[Saved entries]
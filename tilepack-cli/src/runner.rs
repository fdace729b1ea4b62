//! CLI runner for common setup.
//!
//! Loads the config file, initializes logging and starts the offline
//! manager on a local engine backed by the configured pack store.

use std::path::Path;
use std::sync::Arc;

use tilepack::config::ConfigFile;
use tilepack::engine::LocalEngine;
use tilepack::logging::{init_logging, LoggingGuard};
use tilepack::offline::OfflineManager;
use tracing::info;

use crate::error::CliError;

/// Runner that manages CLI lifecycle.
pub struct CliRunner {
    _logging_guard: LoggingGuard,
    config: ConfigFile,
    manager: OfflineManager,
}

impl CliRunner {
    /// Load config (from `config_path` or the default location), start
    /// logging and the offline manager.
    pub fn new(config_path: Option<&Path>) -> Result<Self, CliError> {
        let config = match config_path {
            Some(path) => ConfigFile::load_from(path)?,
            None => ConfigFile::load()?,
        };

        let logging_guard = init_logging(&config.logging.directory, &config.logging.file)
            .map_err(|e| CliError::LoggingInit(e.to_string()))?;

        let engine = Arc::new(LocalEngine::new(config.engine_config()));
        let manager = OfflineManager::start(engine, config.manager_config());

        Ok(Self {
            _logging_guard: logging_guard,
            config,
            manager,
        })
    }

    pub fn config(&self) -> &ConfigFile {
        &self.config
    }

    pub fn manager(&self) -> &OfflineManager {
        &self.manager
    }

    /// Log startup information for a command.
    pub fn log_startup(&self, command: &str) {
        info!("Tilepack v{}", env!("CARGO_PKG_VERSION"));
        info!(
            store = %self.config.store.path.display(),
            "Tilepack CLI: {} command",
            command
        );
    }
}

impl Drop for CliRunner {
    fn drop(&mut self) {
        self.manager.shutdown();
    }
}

EXERCISE BRIEF: From the very first line of the data through the line with "use tilepack::config::ConfigFile;" in it, please reproduce each line exactly and output nothing more.

ANSWER FOR THE TASK:
filename tilepack-cli/src/runner.rs
repository fdace729b1ea4b62
//! CLI runner for common setup.
//!
//! Loads the config file, initializes logging and starts the offline
//! manager on a local engine backed by the configured pack store.

use std::path::Path;
use std::sync::Arc;

use tilepack::config::ConfigFile;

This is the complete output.